With their new book, "Breeding Bio Insecurity: How U.S. Biodefense is Exporting Fear, Globalizing Risk, and Making Us All Less Secure," Edward Sylvester, an Arizona State University journalism professor, and Lynn Klotz, a senior science fellow at the Center for Arms Control and Non-Proliferation, investigate the implications of costly, complex and secretive U.S. biodefense policy. Download Full Image

The book, released in October, offers readers facts and figures regarding the U.S. government's biodefense policy, and compels policymakers to justify spending and actions. The authors argue that the greatest external threat facing the U.S. comes from rogue nations conducting secret research rather than hypothetical scenarios in which people with basic skills weaponize deadly biomaterials.

"We have an urgent message that everyone needs to hear," says Sylvester, who teaches science writing, news writing, reporting and editing courses at ASU's Walter">http://cronkite.asu.edu/">Walter Cronkite School of Journalism and Mass Communication.

Sylvester, who previously co-authored "The Gene Age" with Klotz, says, "‘Bio Insecurity' started out as a series of conversations with Lynn, a scientist who is an expert in the field of biological security issues and one of my oldest friends. We became increasingly concerned that the government was taking the wrong direction in preparing against possible bioterrorism attacks in the years after Sept. 11.

"Terrorists are best known for stealing what they use to kill, everything from rifles to jetliners," says Sylvester. "The only realistic way for terrorists to get their hands on highly developed pathogen stocks to make such weapons is by stealing them, and the government was making that more likely by funding research into those pathogens at a rapidly increasing number of places around the country."

The anthrax used against American citizens in the attacks after Sept. 11 was almost certainly stolen from Fort Detrick in Maryland, he notes.

"It was the extremely lethal Ames strain, cultured by well-trained scientists. It couldn't have been grown from a soil sample in someone's basement lab or a cave somewhere," Sylvester says.

The number of high bio-security labs in the country has tripled in the last several years. The expansion of the biodefense program after Sept. 11 and its clandestine nature make the centers more susceptible to lethal accidents or theft. The book asserts that the only way to truly defend the country from bioterrorism is through multilateral activities, such as treaties, and international cooperation on defenses against all diseases.
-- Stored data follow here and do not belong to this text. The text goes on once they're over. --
use rust_decimal::Decimal;
use serde::{Deserialize, Serialize};
use std::fmt;

/// One trader on the floor. Display identity only; the decision logic
/// lives in the external engine process that owns the matching account.
#[derive(Debug, Clone, PartialEq, Eq, Serialize, Deserialize)]
pub struct TraderSpec {
    pub name: String,
    pub lastname: String,
    pub model: String,
}

impl TraderSpec {
    pub fn new(name: &str, lastname: &str, model: &str) -> Self {
        Self {
            name: name.to_string(),
            lastname: lastname.to_string(),
            model: model.to_string(),
        }
    }

    /// Card title, rendered once per trader: `Warren (GPT 4o Mini) - Patience`
    pub fn title(&self) -> String {
        format!("{} ({}) - {}", self.name, self.model, self.lastname)
    }
}

/// Log categories written by the engine's tracer.
#[derive(Debug, Clone, Copy, PartialEq, Eq, Serialize, Deserialize)]
#[serde(rename_all = "lowercase")]
pub enum LogCategory {
    Trace,
    Agent,
    Function,
    Generation,
    Response,
    Account,
}

impl LogCategory {
    /// Unknown categories fall back to `Trace`, the neutral bucket.
    pub fn parse(raw: &str) -> Self {
        match raw {
            "agent" => LogCategory::Agent,
            "function" => LogCategory::Function,
            "generation" => LogCategory::Generation,
            "response" => LogCategory::Response,
            "account" => LogCategory::Account,
            _ => LogCategory::Trace,
        }
    }
}

impl fmt::Display for LogCategory {
    fn fmt(&self, f: &mut fmt::Formatter<'_>) -> fmt::Result {
        match self {
            LogCategory::Trace => write!(f, "trace"),
            LogCategory::Agent => write!(f, "agent"),
            LogCategory::Function => write!(f, "function"),
            LogCategory::Generation => write!(f, "generation"),
            LogCategory::Response => write!(f, "response"),
            LogCategory::Account => write!(f, "account"),
        }
    }
}

/// One line of an agent's activity log.
#[derive(Debug, Clone, PartialEq, Serialize)]
pub struct LogEntry {
    pub timestamp: String,
    pub category: LogCategory,
    pub message: String,
}

/// One executed trade as recorded in the account snapshot.
/// Negative quantity is a sell.
#[derive(Debug, Clone, PartialEq, Serialize, Deserialize)]
pub struct Transaction {
    pub timestamp: String,
    pub symbol: String,
    pub quantity: i64,
    pub price: Decimal,
    pub rationale: String,
}

/// One point of the portfolio value time series.
#[derive(Debug, Clone, PartialEq, Serialize)]
pub struct ValuePoint {
    pub datetime: String,
    pub value: Decimal,
}

/// One agent's failure inside an otherwise completed round.
#[derive(Debug, Clone, PartialEq, Serialize)]
pub struct AgentFailure {
    pub agent: String,
    pub error: String,
}

/// Aggregated result of one dispatched trading round. Created fresh per
/// invocation and rendered once into a user-facing status line.
#[derive(Debug, Clone, PartialEq, Serialize)]
#[serde(tag = "outcome", rename_all = "snake_case")]
pub enum RunOutcome {
    AllSucceeded { agents: usize },
    PartialFailure { failures: Vec<AgentFailure> },
    MarketClosed,
    Fatal { message: String },
}

impl RunOutcome {
    /// Human-readable status string shown next to the run button.
    pub fn status_line(&self) -> String {
        match self {
            RunOutcome::AllSucceeded { agents } => {
                format!("✅ Trading round completed for all {agents} agents")
            }
            RunOutcome::PartialFailure { failures } => {
                let who: Vec<&str> = failures.iter().map(|f| f.agent.as_str()).collect();
                format!(
                    "⚠️ Trading round finished with {} failure(s): {}",
                    failures.len(),
                    who.join(", ")
                )
            }
            RunOutcome::MarketClosed => "⚠️ Market is currently closed".to_string(),
            RunOutcome::Fatal { message } => format!("❌ Error running trades: {message}"),
        }
    }
}

/// Where a round currently is. Published over a watch channel so the
/// status endpoint can report progress without touching the dispatcher.
#[derive(Debug, Clone, Copy, PartialEq, Eq)]
pub enum RoundPhase {
    Idle,
    Dispatching,
    Running { agents: usize },
    Aggregating,
}

impl fmt::Display for RoundPhase {
    fn fmt(&self, f: &mut fmt::Formatter<'_>) -> fmt::Result {
        match self {
            RoundPhase::Idle => write!(f, "idle"),
            RoundPhase::Dispatching => write!(f, "dispatching"),
            RoundPhase::Running { agents } => write!(f, "running({agents})"),
            RoundPhase::Aggregating => write!(f, "aggregating"),
        }
    }
}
The future potential for biowarfare in the absence of such concerted efforts is truly ominous, Sylvester says.

"When you realize the propensity of countries to bring whatever is most powerful into warfare and you combine that with the stunning possibilities for manipulating the living world, you enter a whole new world of dark possibilities," he says.

Sylvester also is the author of three books on medical research: "Target: Cancer," "The Healing Blade: A Tale of Neurosurgery," and "Back From The Brink: How Crises Spur Doctors To New Discoveries About the Brain."


Written by Danielle Kuffler (dkuffler">mailto:dkuffler@asu.edu">dkuffler@asu.edu).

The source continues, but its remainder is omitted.